Records Start Marker
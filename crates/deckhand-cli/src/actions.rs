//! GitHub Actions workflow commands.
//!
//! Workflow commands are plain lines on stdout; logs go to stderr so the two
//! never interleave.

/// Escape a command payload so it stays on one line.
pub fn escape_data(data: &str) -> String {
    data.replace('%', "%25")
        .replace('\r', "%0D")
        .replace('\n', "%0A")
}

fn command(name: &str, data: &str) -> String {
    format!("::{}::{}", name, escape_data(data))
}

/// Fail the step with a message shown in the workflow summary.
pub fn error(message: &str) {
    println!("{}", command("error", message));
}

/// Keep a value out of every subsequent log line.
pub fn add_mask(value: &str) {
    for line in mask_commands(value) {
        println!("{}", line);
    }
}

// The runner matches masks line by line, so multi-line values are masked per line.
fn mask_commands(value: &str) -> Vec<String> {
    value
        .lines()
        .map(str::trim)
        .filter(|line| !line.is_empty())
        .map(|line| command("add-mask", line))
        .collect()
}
Records End Marker
Records Start Marker
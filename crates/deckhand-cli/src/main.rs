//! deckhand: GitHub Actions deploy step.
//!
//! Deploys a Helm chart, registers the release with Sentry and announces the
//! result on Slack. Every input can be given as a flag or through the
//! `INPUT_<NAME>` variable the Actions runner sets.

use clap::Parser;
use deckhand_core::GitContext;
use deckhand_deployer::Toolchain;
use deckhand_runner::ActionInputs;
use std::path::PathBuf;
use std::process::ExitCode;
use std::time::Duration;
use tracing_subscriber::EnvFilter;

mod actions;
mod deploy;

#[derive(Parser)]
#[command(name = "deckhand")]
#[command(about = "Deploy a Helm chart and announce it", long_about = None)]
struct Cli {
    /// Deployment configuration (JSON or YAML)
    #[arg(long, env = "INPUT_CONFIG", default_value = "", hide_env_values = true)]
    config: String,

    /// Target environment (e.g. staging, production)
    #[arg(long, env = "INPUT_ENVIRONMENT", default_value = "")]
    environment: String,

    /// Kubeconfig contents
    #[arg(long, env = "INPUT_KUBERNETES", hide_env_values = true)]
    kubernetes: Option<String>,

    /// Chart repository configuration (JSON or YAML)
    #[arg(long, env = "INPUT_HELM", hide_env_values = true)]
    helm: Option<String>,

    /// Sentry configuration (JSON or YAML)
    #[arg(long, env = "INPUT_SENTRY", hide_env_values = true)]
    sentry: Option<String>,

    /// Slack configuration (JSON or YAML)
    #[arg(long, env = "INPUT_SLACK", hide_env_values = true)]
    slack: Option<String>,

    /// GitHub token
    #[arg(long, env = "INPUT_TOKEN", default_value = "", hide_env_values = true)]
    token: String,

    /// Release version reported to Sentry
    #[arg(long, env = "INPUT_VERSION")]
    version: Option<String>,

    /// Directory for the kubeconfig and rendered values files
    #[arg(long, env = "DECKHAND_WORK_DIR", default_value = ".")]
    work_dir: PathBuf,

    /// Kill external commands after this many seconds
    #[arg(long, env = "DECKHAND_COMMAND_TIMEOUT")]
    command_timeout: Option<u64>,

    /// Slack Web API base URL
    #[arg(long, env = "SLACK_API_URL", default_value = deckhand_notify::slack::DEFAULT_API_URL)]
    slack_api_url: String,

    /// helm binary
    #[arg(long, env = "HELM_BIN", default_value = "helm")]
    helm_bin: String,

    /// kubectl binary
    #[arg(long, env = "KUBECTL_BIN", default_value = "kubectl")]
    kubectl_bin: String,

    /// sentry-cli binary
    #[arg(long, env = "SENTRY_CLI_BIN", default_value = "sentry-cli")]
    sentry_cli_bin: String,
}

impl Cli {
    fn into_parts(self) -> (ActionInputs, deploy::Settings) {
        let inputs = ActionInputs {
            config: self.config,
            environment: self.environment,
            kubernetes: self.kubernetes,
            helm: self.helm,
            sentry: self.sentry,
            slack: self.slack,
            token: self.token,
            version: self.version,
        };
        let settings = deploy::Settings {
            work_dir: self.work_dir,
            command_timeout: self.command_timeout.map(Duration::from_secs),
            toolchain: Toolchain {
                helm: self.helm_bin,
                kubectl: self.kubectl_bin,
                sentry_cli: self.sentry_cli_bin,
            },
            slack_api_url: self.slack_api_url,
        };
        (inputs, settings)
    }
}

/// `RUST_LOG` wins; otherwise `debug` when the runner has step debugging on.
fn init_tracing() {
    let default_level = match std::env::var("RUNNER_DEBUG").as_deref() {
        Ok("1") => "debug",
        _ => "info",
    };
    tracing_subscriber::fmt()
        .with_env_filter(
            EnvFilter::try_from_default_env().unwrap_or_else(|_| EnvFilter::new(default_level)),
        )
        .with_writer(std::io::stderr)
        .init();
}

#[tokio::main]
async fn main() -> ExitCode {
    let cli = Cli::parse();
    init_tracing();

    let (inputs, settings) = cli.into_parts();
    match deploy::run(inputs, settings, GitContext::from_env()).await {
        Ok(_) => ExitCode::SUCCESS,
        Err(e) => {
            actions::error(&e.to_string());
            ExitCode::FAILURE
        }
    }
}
Records End Marker
Records Start Marker
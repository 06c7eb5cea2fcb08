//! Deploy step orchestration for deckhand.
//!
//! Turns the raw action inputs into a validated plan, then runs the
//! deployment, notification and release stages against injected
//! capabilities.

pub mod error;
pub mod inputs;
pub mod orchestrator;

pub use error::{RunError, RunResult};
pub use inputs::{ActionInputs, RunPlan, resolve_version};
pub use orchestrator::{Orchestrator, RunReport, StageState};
Records End Marker
Copy out each line of the entries that holds "crates".

filename crates/deckhand-cli/src/actions.rs
filename crates/deckhand-cli/src/main.rs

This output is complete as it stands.